Traktorgeräte Man findet sie immer wieder: alte landwirtschaftliche Geräte für den Pferde- zug. Manchmal funktionieren sie noch gut und sind sogar günstig zu haben. Die Beschaffung von Ersatzteilen und die Reparatur von Geräten aus den 1950er Jahren können sich jedoch schwierig gestalten. Interessanter mag es deshalb sein, den Einsatz von Arbeitspferden mit moderner Gerätetechnik zu kombinieren. Hier gibt es zwei Möglichkeiten. Die erste sind Vorderwagen für den Pferdezug, welche die Nutzung von Geräten ermöglichen, die für den Traktor entwickelt wurden. Allerdings müssen die Pferde bei dieser Lösung zusätzliches Gewicht ziehen; das ganze Gespann wird zudem länger und weniger wendig. Einige dieser Vorderwagen verfügen über Hilfsmotoren, um das zusätzliche Gewicht auszugleichen oder um Spezialgeräte – etwa eine Rundballenpresse –, bei denen die Zapfwelle auch im Stand laufen muss, zu betreiben. Die Nutzung eines Hilfsmotors muss in puncto Ressourceneffizienz freilich kritisch gesehen werden. Immerhin ist der Dieselverbrauch bei Vorderwagen mit Aufbaumotoren – je nach Art und Zustand der Geräte – aber noch um 60 bis 90 Prozent geringer als beim Traktoreinsatz.

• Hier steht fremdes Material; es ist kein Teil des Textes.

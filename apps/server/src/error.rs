use std::io::Error as IoError;

use actix_web::http::StatusCode;
use actix_web::{HttpResponse, ResponseError};
use serde_json::json;
use thiserror::Error;
use webring::schedule::ScheduleError;
use webring::validation::ValidationError;
use webring::{MemberId, RingError, StoreError};

use crate::config;

#[derive(Debug, Error)]
pub enum AppError {
    #[error("{0:#}")]
    Io(#[from] IoError),
    #[error("Address parsing error: {0}")]
    AddrParse(#[from] std::net::AddrParseError),
    #[error("Configuration error: {0}")]
    Config(#[from] config::Error),
    #[error("Schedule error: {0}")]
    Schedule(#[from] ScheduleError),
    #[error("Check run failed: {0}")]
    Ring(#[from] RingError),
    #[error("Startup failed: {0:#}")]
    Startup(#[from] anyhow::Error),
}

/// Errors surfaced by HTTP handlers, rendered as `{"error": "..."}`
#[derive(Debug, Error)]
pub enum ApiError {
    #[error("Missing or invalid API token")]
    Unauthorized,
    #[error("No member with id {0}")]
    MemberNotFound(MemberId),
    #[error("No member with domain {0}")]
    DomainNotFound(String),
    #[error("Missing query parameter '{0}'")]
    MissingParameter(&'static str),
    #[error(transparent)]
    Validation(#[from] ValidationError),
    #[error(transparent)]
    Ring(#[from] RingError),
    #[error(transparent)]
    Store(#[from] StoreError),
}

impl ResponseError for ApiError {
    fn status_code(&self) -> StatusCode {
        match self {
            ApiError::Unauthorized => StatusCode::UNAUTHORIZED,
            ApiError::MemberNotFound(_) | ApiError::DomainNotFound(_) => StatusCode::NOT_FOUND,
            ApiError::MissingParameter(_) | ApiError::Validation(_) => StatusCode::BAD_REQUEST,
            ApiError::Ring(RingError::NotFound(_)) => StatusCode::NOT_FOUND,
            ApiError::Ring(RingError::EmptyRing) => StatusCode::SERVICE_UNAVAILABLE,
            ApiError::Ring(RingError::RunInProgress) => StatusCode::CONFLICT,
            ApiError::Ring(RingError::Store(e)) | ApiError::Store(e) => store_status(e),
        }
    }

    fn error_response(&self) -> HttpResponse {
        let status = self.status_code();
        if status.is_server_error() {
            tracing::error!("Request failed: {}", self);
        }

        let mut response = HttpResponse::build(status);
        if status == StatusCode::UNAUTHORIZED {
            response.insert_header(("WWW-Authenticate", "Bearer"));
        }
        response.json(json!({ "error": self.to_string() }))
    }
}

fn store_status(error: &StoreError) -> StatusCode {
    match error {
        StoreError::Conflict { .. } => StatusCode::CONFLICT,
        StoreError::NotFound => StatusCode::NOT_FOUND,
        StoreError::Backend(_) => StatusCode::INTERNAL_SERVER_ERROR,
    }
}
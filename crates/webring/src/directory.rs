use std::sync::Arc;

use tracing::debug;

use crate::Result;
use crate::member::Member;
use crate::ring::Ring;
use crate::store::MemberStore;

/// Member directory - answers membership, traversal and listing queries.
///
/// Nothing is cached: every call re-reads the store, so enabling, disabling
/// or a health change is visible to the very next lookup.
#[derive(Clone)]
pub struct MemberDirectory {
    store: Arc<dyn MemberStore>,
}

impl MemberDirectory {
    pub fn new(store: Arc<dyn MemberStore>) -> Self {
        Self { store }
    }

    pub fn store(&self) -> &Arc<dyn MemberStore> {
        &self.store
    }

    /// Current ring snapshot
    pub async fn ring(&self) -> Result<Ring> {
        Ok(Ring::from_members(self.store.list_eligible().await?))
    }

    /// Enabled, healthy members in ring order
    pub async fn list_eligible(&self) -> Result<Vec<Member>> {
        Ok(self.ring().await?.into_members())
    }

    /// Member following `domain` in the ring
    pub async fn next(&self, domain: &str) -> Result<Member> {
        let ring = self.ring().await?;
        let next = ring.next(domain)?;
        debug!(source = domain, target = %next.domain, "Resolved next member");
        Ok(next.clone())
    }

    /// Member preceding `domain` in the ring
    pub async fn previous(&self, domain: &str) -> Result<Member> {
        let ring = self.ring().await?;
        let previous = ring.previous(domain)?;
        debug!(source = domain, target = %previous.domain, "Resolved previous member");
        Ok(previous.clone())
    }

    /// Every member, in store order
    pub async fn list_all(&self) -> Result<Vec<Member>> {
        Ok(self.store.list_all().await?)
    }

    /// Members matching `predicate`, in store order
    pub async fn list_by_status<F>(&self, predicate: F) -> Result<Vec<Member>>
    where
        F: Fn(&Member) -> bool + Send,
    {
        Ok(self.store.list_all().await?.into_iter().filter(|m| predicate(m)).collect())
    }
}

Moderne Pferdezuggeräte Praktischer und effektiver als die Umnutzung von Traktorgeräten ist der Einsatz von Geräten, die mit dem heutigen technischen Wissen speziell für die Pferdearbeit entwickelt wurden. Die Gemeinschaft der Amischen in den USA setzt aus religiö-sen Gründen ganz auf Pferdekraft. Sie ist bei der Entwicklung und Erprobung neuer Geräte führend. Die Interessengemeinschaft Zugpferde (IGZ) organisiert einmal jährlich den Transport eines Containers mit Pferde-geräten nach Deutschland. 6000 Franken hat Stefan Moser aus der Schweiz für einen Miststreuer gezahlt. Das ist nicht mehr als man für ein traktorgezogenes Gerät ausgeben würde – aber immer noch eine Stange Geld, wenn man zusätzlich noch all die anderen Spezialgeräte für die Grünlandbewirtschaftung braucht: Mäher, Schwader, Walze, Transportwagen etc. Die Geräte aus den USA sind mitunter auch für das Flachland und große Flächen konzipiert und deshalb nicht unbedingt für den Gemüsebau oder den Einsatz in Bergregionen geeignet. Auch in Europa gibt es kleinere Firmen, die sich um Entwicklung und Vertrieb von Pferdegeräten bemühen. In Frankreich ist dies beispielsweise »Prommata«. Ihre Spezialität sind Kleingeräte für den Gemüsebau, die auch in afrikanischen Ländern guten Anklang finden. Sie sind einfach aufgebaut, lassen sich gut reparieren und verfügen über viele Module. So benötigt man nur ein Grundgerät und die entsprechenden Aufsätze. In Deutschland gibt es das Unternehmen »Schmitz Pferdezugtechnik«, das seit vier Jahren moderne Pferdegeräte entwickelt. In Luxemburg engagiert sich der Verein »Schaff mat Paerd« bei der Entwicklung und beim Vertrieb von Geräten. Berater Klaus Strüber sieht die Zukunft in leichten Vorderwagen, kombiniert mit modernen, bodenangetriebenen Pferdezuggeräten. Eine sehr gute Gelegenheit, die ganze Bandbreite traditioneller und moderner Geräte des Pferdezugs kennenzulernen, ist die von der IGZ alle zwei Jahre organisierte Veranstaltung »Pferdestark«.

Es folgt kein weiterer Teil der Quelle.